===== EXERCISE MATERIALS
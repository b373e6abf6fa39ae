//! Rice batch types.
//!
//! A [`RiceBatch`] lives in public world state under its [`BatchId`].
//!
//! ## State Machine
//!
//! ```text
//!   ┌───────────┐  match   ┌──────────────────────┐  dispatch  ┌─────────────────────────┐
//!   │ HARVESTED ├─────────▶│ ASSIGNED(miller)     ├───────────▶│ DISPATCHED(retailer)    │
//!   └─────┬─────┘          └──────────────────────┘            └─────────────────────────┘
//!         │                          dispatch                              ▲
//!         └────────────────────────────────────────────────────────────────┘
//! ```
//!
//! Transitions never lower the rank of a status. Re-assigning an assigned
//! batch and re-dispatching a dispatched batch keep the rank and are allowed.
//!
//! The status is persisted in its legacy string form (`Harvested`,
//! `Assigned to Miller <name>`, `Dispatched to <retailer>`); the variant is
//! converted only at the serde boundary.

use std::{fmt, str::FromStr};

use serde::{Deserialize, Deserializer, Serialize, Serializer, de};

use crate::{BatchId, Result, RiceError, constants};

/// `assetType` discriminator stored on every document, used by selectors.
#[derive(Debug, Clone, Copy, PartialEq, Eq, Hash, Serialize, Deserialize)]
pub enum AssetType {
    #[serde(rename = "riceBatch")]
    RiceBatch,
    #[serde(rename = "processingOrder")]
    ProcessingOrder,
}

impl AssetType {
    /// The tag as stored in the document.
    #[must_use]
    pub fn as_str(self) -> &'static str {
        match self {
            Self::RiceBatch => constants::ASSET_TYPE_RICE_BATCH,
            Self::ProcessingOrder => constants::ASSET_TYPE_PROCESSING_ORDER,
        }
    }
}

impl fmt::Display for AssetType {
    fn fmt(&self, f: &mut fmt::Formatter<'_>) -> fmt::Result {
        f.write_str(self.as_str())
    }
}

/// Lifecycle status of a rice batch.
#[derive(Debug, Clone, PartialEq, Eq, Hash)]
pub enum BatchStatus {
    /// Freshly registered by the farmer.
    Harvested,
    /// Paired with a miller's processing order.
    Assigned { miller: String },
    /// Handed over to a retailer, who becomes the custodian.
    Dispatched { retailer: String },
}

impl BatchStatus {
    /// Position in the forward-only lifecycle.
    #[must_use]
    pub fn rank(&self) -> u8 {
        match self {
            Self::Harvested => 0,
            Self::Assigned { .. } => 1,
            Self::Dispatched { .. } => 2,
        }
    }

    /// Can a batch in this status move to `target`?
    #[must_use]
    pub fn can_transition_to(&self, target: &Self) -> bool {
        !matches!(target, Self::Harvested) && target.rank() >= self.rank()
    }

    /// Miller name, if assigned.
    #[must_use]
    pub fn miller(&self) -> Option<&str> {
        match self {
            Self::Assigned { miller } => Some(miller),
            _ => None,
        }
    }

    /// Retailer name, if dispatched.
    #[must_use]
    pub fn retailer(&self) -> Option<&str> {
        match self {
            Self::Dispatched { retailer } => Some(retailer),
            _ => None,
        }
    }
}

impl fmt::Display for BatchStatus {
    fn fmt(&self, f: &mut fmt::Formatter<'_>) -> fmt::Result {
        match self {
            Self::Harvested => f.write_str(constants::STATUS_HARVESTED),
            Self::Assigned { miller } => {
                write!(f, "{}{miller}", constants::STATUS_ASSIGNED_PREFIX)
            }
            Self::Dispatched { retailer } => {
                write!(f, "{}{retailer}", constants::STATUS_DISPATCHED_PREFIX)
            }
        }
    }
}

impl FromStr for BatchStatus {
    type Err = String;

    fn from_str(s: &str) -> std::result::Result<Self, Self::Err> {
        if s == constants::STATUS_HARVESTED {
            return Ok(Self::Harvested);
        }
        if let Some(miller) = s.strip_prefix(constants::STATUS_ASSIGNED_PREFIX) {
            return Ok(Self::Assigned {
                miller: miller.to_string(),
            });
        }
        if let Some(retailer) = s.strip_prefix(constants::STATUS_DISPATCHED_PREFIX) {
            return Ok(Self::Dispatched {
                retailer: retailer.to_string(),
            });
        }
        Err(format!("unrecognised batch status {s:?}"))
    }
}

impl Serialize for BatchStatus {
    fn serialize<S: Serializer>(&self, serializer: S) -> std::result::Result<S::Ok, S::Error> {
        serializer.collect_str(self)
    }
}

impl<'de> Deserialize<'de> for BatchStatus {
    fn deserialize<D: Deserializer<'de>>(deserializer: D) -> std::result::Result<Self, D::Error> {
        let raw = String::deserialize(deserializer)?;
        raw.parse().map_err(de::Error::custom)
    }
}

/// Fields supplied by the farmer when registering a batch.
#[derive(Debug, Clone, PartialEq, Eq, Serialize, Deserialize)]
#[serde(rename_all = "camelCase")]
pub struct NewBatch {
    #[serde(rename = "batchID")]
    pub batch_id: BatchId,
    pub variety: String,
    pub harvest_date: String,
    pub quantity_in_kg: u64,
    pub farmer_name: String,
}

impl NewBatch {
    #[must_use]
    pub fn new(
        batch_id: impl Into<String>,
        variety: impl Into<String>,
        harvest_date: impl Into<String>,
        quantity_in_kg: u64,
        farmer_name: impl Into<String>,
    ) -> Self {
        Self {
            batch_id: BatchId::new(batch_id),
            variety: variety.into(),
            harvest_date: harvest_date.into(),
            quantity_in_kg,
            farmer_name: farmer_name.into(),
        }
    }
}

/// A physical rice batch as recorded in world state.
#[derive(Debug, Clone, PartialEq, Eq, Serialize, Deserialize)]
#[serde(rename_all = "camelCase")]
pub struct RiceBatch {
    pub asset_type: AssetType,
    #[serde(rename = "batchID")]
    pub batch_id: BatchId,
    pub variety: String,
    pub harvest_date: String,
    pub quantity_in_kg: u64,
    /// Current custodian: the farmer, then the retailer after dispatch.
    pub produced_by: String,
    pub status: BatchStatus,
}

impl RiceBatch {
    /// A new batch in the `Harvested` state.
    #[must_use]
    pub fn harvested(new: NewBatch) -> Self {
        Self {
            asset_type: AssetType::RiceBatch,
            batch_id: new.batch_id,
            variety: new.variety,
            harvest_date: new.harvest_date,
            quantity_in_kg: new.quantity_in_kg,
            produced_by: new.farmer_name,
            status: BatchStatus::Harvested,
        }
    }

    /// Move to `Assigned to Miller <miller>`.
    ///
    /// # Errors
    /// Returns `InvalidTransition` if the batch was already dispatched.
    pub fn mark_assigned(&mut self, miller: &str) -> Result<()> {
        self.transition(BatchStatus::Assigned {
            miller: miller.to_string(),
        })
    }

    /// Move to `Dispatched to <retailer>` and hand custody to the retailer.
    ///
    /// Dispatch is reachable from every state, so this never fails today;
    /// it still goes through the transition table.
    pub fn mark_dispatched(&mut self, retailer: &str) -> Result<()> {
        self.transition(BatchStatus::Dispatched {
            retailer: retailer.to_string(),
        })?;
        self.produced_by = retailer.to_string();
        Ok(())
    }

    fn transition(&mut self, target: BatchStatus) -> Result<()> {
        if !self.status.can_transition_to(&target) {
            return Err(RiceError::InvalidTransition {
                from: self.status.clone(),
                to: target,
            });
        }
        self.status = target;
        Ok(())
    }

    /// Encode for storage.
    pub fn to_bytes(&self) -> Result<Vec<u8>> {
        Ok(serde_json::to_vec(self)?)
    }

    /// Decode a stored value read under `key`.
    ///
    /// # Errors
    /// Returns `DecodeFailure` if the bytes are not a rice batch document.
    pub fn from_bytes(key: &str, bytes: &[u8]) -> Result<Self> {
        serde_json::from_slice(bytes).map_err(|e| RiceError::decode(key, &e))
    }
}

/// Test helpers.
#[cfg(any(test, feature = "test-helpers"))]
impl RiceBatch {
    pub fn dummy(batch_id: &str, variety: &str, quantity_in_kg: u64) -> Self {
        Self::harvested(NewBatch::new(
            batch_id,
            variety,
            "2024-01-01",
            quantity_in_kg,
            "Farmer A",
        ))
    }
}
==========
Your answer must be the lines above from the one containing "never fails today;" to the one containing "pub fn dummy(batch_id: &str, variety: &str, quantity_in_kg: u64)", both included, restated word for word.

> [ANSWER]
    /// Dispatch is reachable from every state, so this never fails today;
    /// it still goes through the transition table.
    pub fn mark_dispatched(&mut self, retailer: &str) -> Result<()> {
        self.transition(BatchStatus::Dispatched {
            retailer: retailer.to_string(),
        })?;
        self.produced_by = retailer.to_string();
        Ok(())
    }

    fn transition(&mut self, target: BatchStatus) -> Result<()> {
        if !self.status.can_transition_to(&target) {
            return Err(RiceError::InvalidTransition {
                from: self.status.clone(),
                to: target,
            });
        }
        self.status = target;
        Ok(())
    }

    /// Encode for storage.
    pub fn to_bytes(&self) -> Result<Vec<u8>> {
        Ok(serde_json::to_vec(self)?)
    }

    /// Decode a stored value read under `key`.
    ///
    /// # Errors
    /// Returns `DecodeFailure` if the bytes are not a rice batch document.
    pub fn from_bytes(key: &str, bytes: &[u8]) -> Result<Self> {
        serde_json::from_slice(bytes).map_err(|e| RiceError::decode(key, &e))
    }
}

/// Test helpers.
#[cfg(any(test, feature = "test-helpers"))]
impl RiceBatch {
    pub fn dummy(batch_id: &str, variety: &str, quantity_in_kg: u64) -> Self {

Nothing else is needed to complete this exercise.